◆ PROBLEM
Set down exactly the lines of the listing below, please, beginning with the first and ending with the line that holds "fn default_stt_binary() ->".

◆ DATA SHOWN
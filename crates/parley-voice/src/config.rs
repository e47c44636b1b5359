use serde::{Deserialize, Serialize};
use std::fmt;

/// Anthropic Messages API endpoint.
pub const DEFAULT_GENERATION_API_URL: &str = "https://api.anthropic.com/v1/messages";

fn default_stt_binary() -> String {
    "whisper-cli".to_string()
}

fn default_stt_model() -> String {
    "models/ggml-base.en.bin".to_string()
}

fn default_tts_binary() -> String {
    "piper".to_string()
}

fn default_tts_model() -> String {
    "voices/en_US-lessac-medium.onnx".to_string()
}

fn default_tts_sample_rate() -> u32 {
    22_050
}

fn default_api_url() -> String {
    DEFAULT_GENERATION_API_URL.to_string()
}

fn default_model() -> String {
    "claude-opus-4-5".to_string()
}

fn default_max_tokens() -> u32 {
    1024
}

/// whisper.cpp CLI settings.
#[derive(Debug, Clone, Serialize, Deserialize)]
pub struct SttConfig {
    #[serde(default = "default_stt_binary")]
    pub binary_path: String,
    #[serde(default = "default_stt_model")]
    pub model_path: String,
}

impl Default for SttConfig {
    fn default() -> Self {
        Self {
            binary_path: default_stt_binary(),
            model_path: default_stt_model(),
        }
    }
}

/// Piper CLI settings.
#[derive(Debug, Clone, Serialize, Deserialize)]
pub struct TtsConfig {
    #[serde(default = "default_tts_binary")]
    pub binary_path: String,
    #[serde(default = "default_tts_model")]
    pub model_path: String,
    /// Model config; Piper infers `<model>.json` when unset.
    #[serde(default)]
    pub config_path: Option<String>,
    /// Output sample rate of the voice model.
    #[serde(default = "default_tts_sample_rate")]
    pub sample_rate: u32,
}

impl Default for TtsConfig {
    fn default() -> Self {
        Self {
            binary_path: default_tts_binary(),
            model_path: default_tts_model(),
            config_path: None,
            sample_rate: default_tts_sample_rate(),
        }
    }
}

/// Text generation API settings.
#[derive(Clone, Serialize, Deserialize)]
pub struct GenerationConfig {
    #[serde(default = "default_api_url")]
    pub api_url: String,
    #[serde(default, skip_serializing)]
    pub api_key: String,
    #[serde(default = "default_model")]
    pub model: String,
    #[serde(default = "default_max_tokens")]
    pub max_tokens: u32,
}

impl Default for GenerationConfig {
    fn default() -> Self {
        Self {
            api_url: default_api_url(),
            api_key: String::new(),
            model: default_model(),
            max_tokens: default_max_tokens(),
        }
    }
}

impl fmt::Debug for GenerationConfig {
    fn fmt(&self, f: &mut fmt::Formatter<'_>) -> fmt::Result {
        f.debug_struct("GenerationConfig")
            .field("api_url", &self.api_url)
            .field("api_key", &"[REDACTED]")
            .field("model", &self.model)
            .field("max_tokens", &self.max_tokens)
            .finish()
    }
}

◆ ANSWER AREA
filename crates/parley-voice/src/config.rs
repository e47c44636b1b5359
use serde::{Deserialize, Serialize};
use std::fmt;

/// Anthropic Messages API endpoint.
pub const DEFAULT_GENERATION_API_URL: &str = "https://api.anthropic.com/v1/messages";

fn default_stt_binary() -> String {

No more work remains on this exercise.